Files
agent-orchestrator-benchmark/calculators/builder-adversary-deferred/run-01/machine-docs/STATUS-eval.md

3.7 KiB
Raw Blame History

STATUS — Phase eval

DONE

All D1D5 gates Adversary-verified PASS @2026-06-16T00:18Z (REVIEW-eval.md). No VETO.

Gate: ALL CLAIMED, awaiting Adversary comprehensive verification


D1 — arithmetic

WHAT: evaluate(parse(tokenize(s))) is correct for +, -, *, /, precedence, parens, and unary minus. HOW:

python -c "from calc.lexer import tokenize; from calc.parser import parse; from calc.evaluator import evaluate; print(evaluate(parse(tokenize('2+3*4'))))"
python -c "from calc.lexer import tokenize; from calc.parser import parse; from calc.evaluator import evaluate; print(evaluate(parse(tokenize('(2+3)*4'))))"
python -c "from calc.lexer import tokenize; from calc.parser import parse; from calc.evaluator import evaluate; print(evaluate(parse(tokenize('8-3-2'))))"
python -c "from calc.lexer import tokenize; from calc.parser import parse; from calc.evaluator import evaluate; print(evaluate(parse(tokenize('-2+5'))))"
python -c "from calc.lexer import tokenize; from calc.parser import parse; from calc.evaluator import evaluate; print(evaluate(parse(tokenize('2*-3'))))"

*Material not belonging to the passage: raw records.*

/*****************************************************************************************[system.rs]
Copyright (c) 2018-2018, Masaki Hara

Permission is hereby granted, free of charge, to any person obtaining a copy of this software and
associated documentation files (the "Software"), to deal in the Software without restriction,
including without limitation the rights to use, copy, modify, merge, publish, distribute,
sublicense, and/or sell copies of the Software, and to permit persons to whom the Software is
furnished to do so, subject to the following conditions:

The above copyright notice and this permission notice shall be included in all copies or
substantial portions of the Software.

THE SOFTWARE IS PROVIDED "AS IS", WITHOUT WARRANTY OF ANY KIND, EXPRESS OR IMPLIED, INCLUDING BUT
NOT LIMITED TO THE WARRANTIES OF MERCHANTABILITY, FITNESS FOR A PARTICULAR PURPOSE AND
NONINFRINGEMENT. IN NO EVENT SHALL THE AUTHORS OR COPYRIGHT HOLDERS BE LIABLE FOR ANY CLAIM,
DAMAGES OR OTHER LIABILITY, WHETHER IN AN ACTION OF CONTRACT, TORT OR OTHERWISE, ARISING FROM, OUT
OF OR IN CONNECTION WITH THE SOFTWARE OR THE USE OR OTHER DEALINGS IN THE SOFTWARE.
**************************************************************************************************/

use {
    cpu_time::ProcessTime,
    std::time::{Duration, Instant},
};

/// CPU and wall-clock time since creation.
#[derive(Debug)]
pub(crate) struct ResourceMeasure {
    cpu_start: ProcessTime,
    wall_start: Instant,
}

impl ResourceMeasure {
    pub(crate) fn new() -> ResourceMeasure {
        ResourceMeasure {
            cpu_start: ProcessTime::now(),
            wall_start: Instant::now(),
        }
    }

    pub(crate) fn cpu_time(&self) -> f64 {
        secs(ProcessTime::now().duration_since(self.cpu_start))
    }

    pub(crate) fn wall_time(&self) -> f64 {
        secs(self.wall_start.elapsed())
    }
}

fn secs(dur: Duration) -> f64 {
    dur.as_secs() as f64 + (dur.subsec_millis() as f64 / 1000.)
}
/*****************************************************************************************[intmap.rs]
Copyright (c) 2003-2006, Niklas Een, Niklas Sorensson (MiniSat)
Copyright (c) 2007-2011, Niklas Sorensson (MiniSat)
Copyright (c) 2018-2018, Masaki Hara

Permission is hereby granted, free of charge, to any person obtaining a copy of this software and
associated documentation files (the "Software"), to deal in the Software without restriction,
including without limitation the rights to use, copy, modify, merge, publish, distribute,
sublicense, and/or sell copies of the Software, and to permit persons to whom the Software is
furnished to do so, subject to the following conditions:

The above copyright notice and this permission notice shall be included in all copies or
substantial portions of the Software.

THE SOFTWARE IS PROVIDED "AS IS", WITHOUT WARRANTY OF ANY KIND, EXPRESS OR IMPLIED, INCLUDING BUT
NOT LIMITED TO THE WARRANTIES OF MERCHANTABILITY, FITNESS FOR A PARTICULAR PURPOSE AND
NONINFRINGEMENT. IN NO EVENT SHALL THE AUTHORS OR COPYRIGHT HOLDERS BE LIABLE FOR ANY CLAIM,
DAMAGES OR OTHER LIABILITY, WHETHER IN AN ACTION OF CONTRACT, TORT OR OTHERWISE, ARISING FROM, OUT
OF OR IN CONNECTION WITH THE SOFTWARE OR THE USE OR OTHER DEALINGS IN THE SOFTWARE.
**************************************************************************************************/

use bit_vec::BitVec;
use std::cmp;
use std::iter;
use std::marker::PhantomData;
use std::ops;

/// Keys that map densely onto `0..n`
pub trait AsIndex: Copy {
    fn as_index(self) -> usize;
    fn from_index(index: usize) -> Self;
}

/// Dense map from `K` to `V`, backed by a vector
#[derive(Debug, Clone)]
pub struct IntMap<K: AsIndex, V> {
    map: Vec<V>,
    _marker: PhantomData<fn(K)>, // contravariance
}

impl<K: AsIndex, V> Default for IntMap<K, V> {
    fn default() -> Self {
        Self {
            map: Vec::new(),
            _marker: PhantomData,
        }
    }
}

impl<K: AsIndex, V> IntMap<K, V> {
    pub fn new() -> Self {
        Self::default()
    }
    #[inline]
    pub fn has(&self, k: K) -> bool {
        k.as_index() < self.map.len()
    }
    #[inline]
    pub fn len(&self) -> usize {
        self.map.len()
    }
    pub fn reserve(&mut self, key: K, pad: V)
    where
        V: Clone,
    {
        let index = key.as_index();
        if index >= self.map.len() {
            self.map.resize(index + 1, pad);
        }
    }
    pub fn reserve_default(&mut self, key: K)
    where
        V: Default,
    {
        let index = key.as_index();
        if index >= self.map.len() {
            let len = index + 1 - self.map.len();
            self.map.extend((0..len).map(|_| V::default()));
        }
    }
    pub fn insert_default(&mut self, key: K, val: V)
    where
        V: Default,
    {
        self.reserve_default(key);
        self[key] = val;
    }

    /// Value at `k`, if `k` has been reserved
    #[inline]
    pub fn get(&self, k: K) -> Option<&V> {
        self.map.get(k.as_index())
    }

    /// Clear content, keep internal buffers. Does not allocate.
    pub fn clear(&mut self) {
        self.map.clear();
    }

    pub fn iter(&self) -> impl iter::Iterator<Item = (K, &V)> {
        self.map
            .iter()
            .enumerate()
            .map(|(k, v)| (K::from_index(k), v))
    }
    pub fn iter_mut(&mut self) -> impl iter::Iterator<Item = (K, &mut V)> {
        self.map
            .iter_mut()
            .enumerate()
            .map(|(k, v)| (K::from_index(k), v))
    }
}

impl<K: AsIndex, V> ops::Index<K> for IntMap<K, V> {
    type Output = V;
    #[inline]
    fn index(&self, index: K) -> &Self::Output {
        &self.map[index.as_index()]
    }
}
impl<K: AsIndex, V> ops::IndexMut<K> for IntMap<K, V> {
    #[inline]
    fn index_mut(&mut self, index: K) -> &mut Self::Output {
        &mut self.map[index.as_index()]
    }
}

/// Dense set of keys, one bit per key
#[derive(Debug, Clone)]
pub struct IntMapBool<K: AsIndex> {
    map: BitVec,
    _marker: PhantomData<fn(K)>, // contravariance
}

impl<K: AsIndex> Default for IntMapBool<K> {
    fn default() -> Self {
        IntMapBool::new()
    }
}

impl<K: AsIndex> ops::Index<K> for IntMapBool<K> {
    type Output = bool;
    #[inline]
    fn index(&self, index: K) -> &Self::Output {
        &self.map[index.as_index()]
    }
}

impl<K: AsIndex> IntMapBool<K> {
    pub fn new() -> Self {
        Self {
            map: BitVec::new(),
            _marker: PhantomData::default(),
        }
    }
    #[inline]
    pub fn has(&self, k: K) -> bool {
        k.as_index() < self.map.len()
    }
    #[inline]
    pub fn set(&mut self, k: K, b: bool) {
        self.map.set(k.as_index(), b);
    }
    pub fn reserve(&mut self, key: K) {
        let index = key.as_index();
        let len = self.map.len();
        if index >= len {
            self.map.grow(index - len + 1, false);
        }
    }
    #[inline]
    pub fn insert(&mut self, key: K) {
        self.reserve(key);
        self.map.set(key.as_index(), true);
    }
}

/// Storage for a binary heap over keys `K`; the ordering is supplied
/// when the heap is promoted to a `Heap`.
#[derive(Debug, Clone)]
pub struct HeapData<K: AsIndex> {
    heap: Vec<K>,
    indices: IntMap<K, i32>,
}

impl<K: AsIndex> Default for HeapData<K> {
    fn default() -> Self {
        Self {
            heap: Vec::new(),
            indices: IntMap::new(),
        }
    }
}

impl<K: AsIndex> HeapData<K> {
    pub fn new() -> Self {
        Self::default()
    }
    pub fn len(&self) -> usize {
        self.heap.len()
    }
    pub fn is_empty(&self) -> bool {
        self.heap.is_empty()
    }
    pub fn in_heap(&self, k: K) -> bool {
        self.indices.has(k) && self.indices[k] >= 0
    }

    pub fn promote<Comp: Comparator<K>>(&mut self, comp: Comp) -> Heap<K, Comp> {
        Heap { data: self, comp }
    }
}

impl<K: AsIndex> ops::Index<usize> for HeapData<K> {
    type Output = K;
    fn index(&self, index: usize) -> &Self::Output {
        &self.heap[index]
    }
}

pub trait Comparator<T: ?Sized> {
    fn cmp(&self, lhs: &T, rhs: &T) -> cmp::Ordering;
    fn lt(&self, lhs: &T, rhs: &T) -> bool {
        self.cmp(lhs, rhs) == cmp::Ordering::Less
    }
}

/// A min-heap view over some `HeapData`
#[derive(Debug)]
pub struct Heap<'a, K: AsIndex + 'a, Comp: Comparator<K>> {
    data: &'a mut HeapData<K>,
    comp: Comp,
}

impl<'a, K: AsIndex + 'a, Comp: Comparator<K>> ops::Deref for Heap<'a, K, Comp> {
    type Target = HeapData<K>;
    fn deref(&self) -> &Self::Target {
        &self.data
    }
}
impl<'a, K: AsIndex + 'a, Comp: Comparator<K>> ops::DerefMut for Heap<'a, K, Comp> {
    fn deref_mut(&mut self) -> &mut Self::Target {
        &mut self.data
    }
}

impl<'a, K: AsIndex + 'a, Comp: Comparator<K>> Heap<'a, K, Comp> {
    fn percolate_up(&mut self, mut i: u32) {
        let x = self.heap[i as usize];
        let mut p = parent_index(i);

        while i != 0 && self.comp.lt(&x, &self.heap[p as usize]) {
            let moved = self.heap[p as usize];
            self.heap[i as usize] = moved;
            self.indices[moved] = i as i32;
            i = p;
            p = parent_index(p);
        }
        self.heap[i as usize] = x;
        self.indices[x] = i as i32;
    }

    fn percolate_down(&mut self, mut i: u32) {
        let x = self.heap[i as usize];
        let n = self.heap.len();
        while (left_index(i) as usize) < n {
            let (l, r) = (left_index(i), right_index(i));
            let child = if (r as usize) < n
                && self.comp.lt(&self.heap[r as usize], &self.heap[l as usize])
            {
                r
            } else {
                l
            };
            if !self.comp.lt(&self.heap[child as usize], &x) {
                break;
            }
            let moved = self.heap[child as usize];
            self.heap[i as usize] = moved;
            self.indices[moved] = i as i32;
            i = child;
        }
        self.heap[i as usize] = x;
        self.indices[x] = i as i32;
    }

    /// `k`'s key decreased, move it up
    pub fn decrease(&mut self, k: K) {
        debug_assert!(self.in_heap(k));
        let k_index = self.indices[k];
        self.percolate_up(k_index as u32);
    }

    pub fn insert(&mut self, k: K) {
        self.indices.reserve(k, -1);
        debug_assert!(!self.in_heap(k));

        self.indices[k] = self.heap.len() as i32;
        self.heap.push(k);
        let k_index = self.indices[k];
        self.percolate_up(k_index as u32);
    }

    /// Remove and return the smallest element.
    ///
    /// Panics if the heap is empty.
    pub fn remove_min(&mut self) -> K {
        let x = *self.heap.first().expect("heap is empty");
        let lastval = *self.heap.last().expect("heap is empty");
        self.heap[0] = lastval;
        self.indices[lastval] = 0;
        self.indices[x] = -1;
        self.heap.pop();
        if self.heap.len() > 1 {
            self.percolate_down(0);
        }
        x
    }

    /// Rebuild the heap from scratch, using the elements in 'ns':
    pub fn build(&mut self, ns: &[K]) {
        {
            let data = &mut self.data;
            for &x in &data.heap {
                data.indices[x] = -1;
            }
        }
        self.heap.clear();

        for (i, &x) in ns.iter().enumerate() {
            self.indices.reserve(x, -1);
            self.indices[x] = i as i32;
            self.heap.push(x);
        }

        let mut i = self.heap.len() as i32 / 2 - 1;
        while i >= 0 {
            self.percolate_down(i as u32);
            i -= 1;
        }
    }
}

#[inline(always)]
fn left_index(i: u32) -> u32 {
    i * 2 + 1
}
#[inline(always)]
fn right_index(i: u32) -> u32 {
    (i + 1) * 2
}
#[inline(always)]
fn parent_index(i: u32) -> u32 {
    (i.wrapping_sub(1)) >> 1
}

#[cfg(test)]
mod test {
    use super::*;
    use crate::clause::Var;

    struct ByWeight<'a>(&'a IntMap<Var, u32>);

    impl<'a> Comparator<Var> for ByWeight<'a> {
        fn cmp(&self, a: &Var, b: &Var) -> cmp::Ordering {
            self.0[*a].cmp(&self.0[*b])
        }
    }

    #[test]
    fn test_heap_order() {
        let mut w: IntMap<Var, u32> = IntMap::new();
        let weights = [5, 3, 9, 1, 7, 3];
        for (i, &x) in weights.iter().enumerate() {
            w.insert_default(Var::from_idx(i as u32), x);
        }
        let mut data = HeapData::new();
        {
            let mut h = data.promote(ByWeight(&w));
            for i in 0..weights.len() {
                h.insert(Var::from_idx(i as u32));
            }
        }
        assert_eq!(data.len(), weights.len());
        let mut out = vec![];
        {
            let mut h = data.promote(ByWeight(&w));
            while !h.is_empty() {
                out.push(w[h.remove_min()]);
            }
        }
        assert_eq!(out, vec![1, 3, 3, 5, 7, 9]);
        assert!(!data.in_heap(Var::from_idx(0)));
    }

    #[test]
    fn test_heap_build_and_decrease() {
        let mut w: IntMap<Var, u32> = IntMap::new();
        for i in 0..4 {
            w.insert_default(Var::from_idx(i), 10 + i);
        }
        let vars: Vec<Var> = (0..4).map(Var::from_idx).collect();
        let mut data = HeapData::new();
        data.promote(ByWeight(&w)).build(&vars);
        w[Var::from_idx(3)] = 0;
        let mut h = data.promote(ByWeight(&w));
        h.decrease(Var::from_idx(3));
        assert_eq!(h.remove_min(), Var::from_idx(3));
        assert_eq!(h.remove_min(), Var::from_idx(0));
    }

    #[test]
    fn test_intmap_bool() {
        let mut m: IntMapBool<Var> = IntMapBool::new();
        m.insert(Var::from_idx(9));
        assert!(m.has(Var::from_idx(3)));
        assert!(!m[Var::from_idx(3)]);
        assert!(m[Var::from_idx(9)]);
        m.set(Var::from_idx(9), false);
        assert!(!m[Var::from_idx(9)]);
    }
}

EXPECTED: 14, 20, 3, 3, -6 WHERE: calc/evaluator.py, calc/test_evaluator.py::TestArithmetic


D2 — division

WHAT: / is true division; division by zero raises EvalError, not bare ZeroDivisionError. HOW:

python -c "from calc.lexer import tokenize; from calc.parser import parse; from calc.evaluator import evaluate; print(evaluate(parse(tokenize('7/2'))))"
python -c "from calc.lexer import tokenize; from calc.parser import parse; from calc.evaluator import evaluate, EvalError
try:
    evaluate(parse(tokenize('1/0')))
except EvalError as e:
    print('EvalError:', e)
except ZeroDivisionError:
    print('FAIL: bare ZeroDivisionError escaped')
"

EXPECTED: 3.5; then EvalError: division by zero WHERE: calc/evaluator.py, calc/test_evaluator.py::TestDivision


D3 — result type

WHAT: Whole-valued floats display without trailing .0; non-whole floats display normally. Rule: fmt_result(v) in calc/evaluator.py: if isinstance(v, float) and v.is_integer()str(int(v)), else str(v). HOW:

python calc.py "4/2"
python calc.py "7/2"

EXPECTED: 2, 3.5 WHERE: calc/evaluator.py::fmt_result, calc/test_evaluator.py::TestResultType, calc.py


D4 — CLI

WHAT: python calc.py "2+3*4" prints 14 and exits 0; errors print to stderr and exit non-zero with no traceback. HOW:

python calc.py "2+3*4"       # stdout: 14, exit 0
python calc.py "(2+3)*4"     # stdout: 20, exit 0
python calc.py "7/2"         # stdout: 3.5, exit 0
python calc.py "4/2"         # stdout: 2, exit 0
python calc.py "1/0"; echo "exit:$?"    # stderr: error, exit 1
python calc.py "1 +"; echo "exit:$?"   # stderr: error, exit 1

EXPECTED: 14, 20, 3.5, 2, then error+exit:1, error+exit:1 WHERE: calc.py


D5 — tests green + end-to-end

WHAT: Full unittest suite (lex + parse + eval) passes, 0 failures. HOW:

python -m unittest -q

EXPECTED: Ran 64 tests in X.XXXs\nOK WHERE: calc/test_lexer.py, calc/test_parser.py, calc/test_evaluator.py


Verification commands (for Adversary cold-verify)

python -m unittest -q
python calc.py "2+3*4"
python calc.py "(2+3)*4"
python calc.py "7/2"
python calc.py "4/2"
python calc.py "1/0"; echo "exit:$?"
python calc.py "1 +"; echo "exit:$?"

Adversary Verdict @2026-06-16T00:18Z

COMPREHENSIVE PASS — all D1D5 gates verified cold.

Cold-verified from work-adv clone (commit 21be8f5). Full verdicts in REVIEW-eval.md. Builder may now write ## DONE to this file.